The new doc tested my vit D mid-November and told me my vit D levels are too low (18) and that it is the cause of all my 'symptoms'- so he rx'd me 50,000 IU's daily for 60 days, then 1,000 IU's daily for life after that. I'm very concerned with this. Yes, I agree my levels were 'low', but my reading shows it could be 'insufficient- desirable 20+' or from another source '16-74 is normal- so maybe I just run low normal naturally, especially going into the winter months? My calcium levels are towards the higher end of normal- not peaked normal, but definitely sufficient normal- tested in Aug 2007, and my PTH (PHT?) normal- so it doesn't sound like my vit D low is causing release of calcium from my bones into my blood. So, 50,000 IU's for 60 days sounds like a recipe for kidney problems, from what I read? I'm just not buying off on all my symptoms being from low vit D when I have normal high calcium levels...

There's a MD clinic at the University Hospital but they will NOT take you without a referral.
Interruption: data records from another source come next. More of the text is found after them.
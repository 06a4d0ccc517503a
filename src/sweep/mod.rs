//! Curve-generation engine
//!
//! This module drives a [`PolarizationModel`](crate::model::PolarizationModel)
//! over an ordered sequence of current-density samples and collects the
//! resulting [`CurvePoint`](crate::physics::CurvePoint)s into a
//! [`PolarizationCurve`](crate::physics::PolarizationCurve).
//!
//! # Core Concepts
//!
//! ## The Architecture (WHAT vs HOW)
//!
//! - The **model** defines WHAT is computed at each sample (the physics)
//! - The **sweep** defines HOW the curve is built: which samples, in which
//!   order, with which execution strategy
//!
//! ## Fail-fast validation
//!
//! A polarization curve with gaps is not a usable diagnostic artifact, so the
//! sweep is atomic: every sample is validated against sign, finiteness, and
//! the limiting current density *before* any point is computed, and the first
//! offending sample aborts the whole run with its error kind. The output is
//! guaranteed to have the same length and order as the input.
//!
//! # Quick Start Example
//!
//! ```rust
//! use pemfc_rs::physics::OperatingConfiguration;
//! use pemfc_rs::model::PolarizationModel;
//! use pemfc_rs::sweep::CurrentSweep;
//!
//! # fn main() -> Result<(), pemfc_rs::physics::ModelError> {
//! let model = PolarizationModel::new(OperatingConfiguration::default())?;
//!
//! // 200 evenly spaced samples over [0, 1.99], step 0.01
//! let curve = CurrentSweep::linear(2.0 - 0.01, 200).run(&model)?;
//! assert_eq!(curve.len(), 200);
//! # Ok(())
//! # }
//! ```
//!
//! # Parallel execution
//!
//! Each curve point is independent given the shared read-only configuration,
//! so with the `parallel` feature the sweep hands large sample sets to Rayon.
//! Output ordering matches input ordering in both execution modes; the
//! crossover point is runtime-configurable (see [`parallel_threshold`]).

use crate::model::PolarizationModel;
use crate::physics::{ModelError, ModelResult, PolarizationCurve};

#[cfg(feature = "parallel")]
use rayon::prelude::*;

// =================================================================================================
// Parallel Execution Threshold
// =================================================================================================
//
// Deciding *when* to hand work off to Rayon is an execution concern, not a
// physics concern, so it lives here rather than in the model.
//
// The threshold is stored in an AtomicUsize so that it can be changed at
// runtime (useful in benchmarks and tests) without requiring a mutex on every
// sweep. Relaxed ordering is sufficient: the value is a performance hint, not
// a synchronisation point.
// =================================================================================================

use std::sync::atomic::{AtomicUsize, Ordering};

/// Default number of samples above which [`CurrentSweep::run`] switches to
/// parallel iteration.
///
/// Each curve point costs a handful of logarithms; below a few thousand
/// samples the overhead of Rayon's thread-pool dispatch outweighs the
/// per-sample work.
pub const DEFAULT_PARALLEL_THRESHOLD: usize = 4096;

/// Runtime-configurable parallel-execution threshold.
///
/// Read via [`parallel_threshold()`], written via [`set_parallel_threshold()`].
static PARALLEL_THRESHOLD: AtomicUsize = AtomicUsize::new(DEFAULT_PARALLEL_THRESHOLD);

/// Return the current parallel-execution threshold.
///
/// [`CurrentSweep::run`] uses sequential iteration when the sweep contains
/// fewer samples than this value, and switches to Rayon when it contains
/// more — but only when the crate is compiled with the `parallel` feature.
///
/// # Example
///
/// ```rust
/// use pemfc_rs::sweep::parallel_threshold;
///
/// assert!(parallel_threshold() > 0);
/// ```
pub fn parallel_threshold() -> usize {
    PARALLEL_THRESHOLD.load(Ordering::Relaxed)
}

/// Set the parallel-execution threshold to a new value.
///
/// # Panics
///
/// Panics when `threshold == 0`. A zero-sample threshold would force
/// parallel dispatch on every single-point sweep, which is never the
/// intended behaviour.
///
/// # Example
///
/// ```rust
/// use pemfc_rs::sweep::{parallel_threshold, set_parallel_threshold};
///
/// let previous = parallel_threshold();
/// set_parallel_threshold(2048);
/// assert_eq!(parallel_threshold(), 2048);
///
/// // Restore so other tests are not affected.
/// set_parallel_threshold(previous);
/// ```
pub fn set_parallel_threshold(threshold: usize) {
    assert!(threshold > 0, "parallel threshold must be at least 1");
    PARALLEL_THRESHOLD.store(threshold, Ordering::Relaxed);
}

/// RAII guard that saves the current threshold on construction and restores
/// it on drop.
///
/// Only compiled in test builds. Prevents one test from leaking a modified
/// threshold value into the next.
#[cfg(test)]
pub(crate) struct ThresholdGuard {
    previous: usize,
}

#[cfg(test)]
impl ThresholdGuard {
    /// Set the threshold to `new_value` and return a guard that will
    /// restore the previous value on drop.
    pub(crate) fn save(new_value: usize) -> Self {
        let previous = parallel_threshold();
        set_parallel_threshold(new_value);
        Self { previous }
    }
}

#[cfg(test)]
impl Drop for ThresholdGuard {
    fn drop(&mut self) {
        // Bypass the public setter so that restoring to any value never panics.
        PARALLEL_THRESHOLD.store(self.previous, Ordering::Relaxed);
    }
}

// =================================================================================================
// Current Sweep
// =================================================================================================

/// An ordered sequence of current-density samples to evaluate.
///
/// Construct with [`CurrentSweep::linear`] for the usual evenly spaced grid,
/// or [`CurrentSweep::from_samples`] for caller-chosen points, then call
/// [`CurrentSweep::run`] against a model.
#[derive(Debug, Clone)]
pub struct CurrentSweep {
    samples: Vec<f64>,
}

impl CurrentSweep {
    /// Evenly spaced samples over `[0, max_current]` inclusive of both ends.
    ///
    /// `steps` is the number of samples; with `steps >= 2` the spacing is
    /// `max_current / (steps - 1)`. Sample values are computed directly from
    /// the index (not accumulated) so the grid carries no compounding
    /// floating-point error and the last sample is exactly `max_current`.
    ///
    /// Callers sweeping toward the limiting current density must keep
    /// `max_current` strictly below it, typically with a small margin:
    ///
    /// ```rust
    /// use pemfc_rs::sweep::CurrentSweep;
    ///
    /// let i_lim = 1.8;
    /// let sweep = CurrentSweep::linear(i_lim - 0.05, 100);
    /// assert_eq!(sweep.samples().len(), 100);
    /// ```
    pub fn linear(max_current: f64, steps: usize) -> Self {
        let samples = match steps {
            0 => Vec::new(),
            1 => vec![0.0],
            _ => {
                let dx = max_current / (steps as f64 - 1.0);
                (0..steps).map(|k| k as f64 * dx).collect()
            }
        };
        Self { samples }
    }

    /// Caller-provided ordered samples, used as-is.
    pub fn from_samples(samples: Vec<f64>) -> Self {
        Self { samples }
    }

    /// The sample grid, in evaluation order.
    pub fn samples(&self) -> &[f64] {
        &self.samples
    }

    /// Number of samples.
    pub fn len(&self) -> usize {
        self.samples.len()
    }

    /// Check emptiness.
    pub fn is_empty(&self) -> bool {
        self.samples.is_empty()
    }

    /// Evaluate the model at every sample, in order.
    ///
    /// Fails fast: all samples are validated before any point is computed,
    /// and the first invalid sample aborts the whole sweep with its error
    /// kind — no partial curve is ever returned. On success the curve has
    /// exactly one point per sample, in input order, with run metadata
    /// attached.
    ///
    /// # Errors
    ///
    /// - [`ModelError::InvalidInput`] if any sample is negative or non-finite
    /// - [`ModelError::ExceedsLimitingCurrent`] if any sample is at or beyond
    ///   the model's limiting current density
    pub fn run(&self, model: &PolarizationModel) -> ModelResult<PolarizationCurve> {
        // ====== Step 1: Fail-fast validation ======

        self.validate_samples(model)?;

        // ====== Step 2: Point computation ======

        let points = self.compute_points(model)?;

        // ====== Step 3: Build result ======

        let mut curve = PolarizationCurve::new(points);

        // Metadata for diagnostics and reproducibility
        curve.add_metadata("model", "PEM polarization");
        curve.add_metadata("samples", &self.samples.len().to_string());
        curve.add_metadata(
            "limiting current density",
            &model.limiting_current_density().to_string(),
        );
        curve.add_metadata("execution", self.execution_mode());

        Ok(curve)
    }

    /// Check every sample against the model's validity domain.
    ///
    /// Runs before any point is computed so that a bad sample in the middle
    /// of the grid never costs a half-built curve.
    fn validate_samples(&self, model: &PolarizationModel) -> ModelResult<()> {
        let limit = model.limiting_current_density();

        for &sample in &self.samples {
            if !sample.is_finite() || sample < 0.0 {
                return Err(ModelError::InvalidInput {
                    current_density: sample,
                });
            }
            if sample >= limit {
                return Err(ModelError::ExceedsLimitingCurrent {
                    current_density: sample,
                    limiting_current_density: limit,
                });
            }
        }

        Ok(())
    }

    #[cfg(feature = "parallel")]
    fn compute_points(
        &self,
        model: &PolarizationModel,
    ) -> ModelResult<Vec<crate::physics::CurvePoint>> {
        if self.samples.len() > parallel_threshold() {
            // Rayon's indexed collect preserves input order
            self.samples
                .par_iter()
                .map(|&i| model.cell_voltage(i))
                .collect()
        } else {
            self.samples.iter().map(|&i| model.cell_voltage(i)).collect()
        }
    }

    #[cfg(not(feature = "parallel"))]
    fn compute_points(
        &self,
        model: &PolarizationModel,
    ) -> ModelResult<Vec<crate::physics::CurvePoint>> {
        self.samples.iter().map(|&i| model.cell_voltage(i)).collect()
    }

    #[cfg(feature = "parallel")]
    fn execution_mode(&self) -> &'static str {
        if self.samples.len() > parallel_threshold() {
            "parallel"
        } else {
            "sequential"
        }
    }

    #[cfg(not(feature = "parallel"))]
    fn execution_mode(&self) -> &'static str {
        "sequential"
    }
}

// =================================================================================================
// Tests
// =================================================================================================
My primary doc refused to refer me, said after receiving a call from the damn stroke doc that I was doctor shopping, suffering from Fibromyalgia and refusing to get anxiety/stress help (I refused to go back onto the anxiety meds for Fibro because I was pretty sure I did not have it) and that I might have RLS because it was SO common with Fibro- he gave me a 1 mg daily rx for Requip- and told me NOT to come back until after new year.
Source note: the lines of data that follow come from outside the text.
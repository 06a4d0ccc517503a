//! Visualization module for polarization results
//!
//! This module renders a computed curve using the `plotters` library.
//!
//! # Organization
//!
//! - **static_plots**: Static PNG/SVG images (polarization curve, power
//!   density, loss breakdown) plus the shared `PlotConfig`
//!
//! # Quick Start
//!
//! ```rust,ignore
//! use pemfc_rs::output::visualization::{plot_polarization_curve, PlotConfig};
//!
//! // Plot with default config
//! plot_polarization_curve(&curve, "polarization.png", None)?;
//!
//! // Or with custom config
//! let mut config = PlotConfig::default();
//! config.title = "80 °C PEM Cell".to_string();
//! plot_polarization_curve(&curve, "cell.png", Some(&config))?;
//! ```
//!
//! # Which plot to use
//!
//! | Use Case | Function |
//! |----------|----------|
//! | Voltage vs current density | `plot_polarization_curve` |
//! | Power vs current density | `plot_power_density` |
//! | Where the voltage goes | `plot_loss_breakdown` |

pub mod static_plots;

pub use static_plots::{
    plot_loss_breakdown,
    plot_polarization_curve,
    plot_power_density,
    PlotConfig,
};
At that point I decided he was history and I hooked up with this new doc through my physical therapist. She's been treating me for back injury- before and after my tremors started 2 years ago. She's watched my rigidity get worse and worse, my slowness/stiffness worse and worse, she was demanding I get a new doc- referred me to this new one. I saw him in November for the first time (my hubby went with me) and he was immediately quizzing if I'd been PD tested, that he was sure I did not have Fibro but that he'd run a full autoimmune panel and check for Lupus too. He told me to start the Requip and did the full autoimmune tests, another heart test, and this vitamin D test. I have no autoimmune problems, no heart problems according to that blood test, no arthritis problems of any kind- arthritis bloodwork was none- zippo he said, no Fibromyalgia or Lupus, no MS, no Wilson's, no Lyme, all I have (so far) is this low vit D. He actually increased my Requip to take it in the AM now too, and gave me this 50,000 IU daily rx to get my D levels up. If he was so convinced this low D was my problem, why the hell would he up my Requip- that doesn't make sense to me at all!!

But I feel horrible with this rx- you're right that I need to call and tell him what's going on, but I don't think he'll believe me. He was SO ramming this vitamin D low down my throat at this last visit (hubby NOT with me then) and that it HAD to be the cause of all my symptoms. I'm 36, I work full time, I have 2 small children, I do have normal anxiety/stress in my life- but nothing that is causing me to 'qualify' for anxiety medications- doesn't that scream that I'm not making this stuff up?!! My calcium levels are high normal- my pth (parathyroid) levels normal- my body is absorbing my vitamin D properly.... the only test I've not had run now is an iron test- but my B12 is very high in normal range too, my hemoglobin and hematocrit red blood cells all in high normal range- so I highly doubt I'm going to test iron deficient... so is this vitamin D rx already creating so much calcium in me that I'm feeling over vitamin D'd- toxic like?

I'll call him on Monday and tell him what's going on, but I don't expect he'll say anything more than to keep doing the rx no matter how crappy I feel. Crazy that my toes and arches are twisting and cramping up 10 times what they were a week ago......too coincidental that I've been on the 50,000 IU's vitamin D for a week now too? All I know is that I'm in a horrible rut here trying to get real medical care- these docs are bound to insurance companies and they aren't willing to really believe a patient, especially a woman in her mid-30s. I'm not supposed to have anything seriuosly wrong with me... and it will take a LONG time to get this figured out, I know that now- 5 years later I still can't get a right dx, Fibromyalgia was NOT it- at least I know that now!

Thanks so much for posting to me- it's nice to talk with someone about this who's not jumping on me that I have anxiety/stress issues and to just get on with life.

sorry for my delayed response. Vit D is the new "hot" cure all. I am not saying that you should not take it but, I would recommend 2 thing for you.

1- get a second opinion

2- see a neurologist or movement disorder specialist

Vitamin D is associated with many functions of the body. Please remember that Vitamin D ( along with vitamin A, E, and K) are all fat soluble which means they are stored in the fat tissue and slowly realeased in the body. Too much can cause severe problems for a long period of time.

please seek a second opinions and get new blood tests.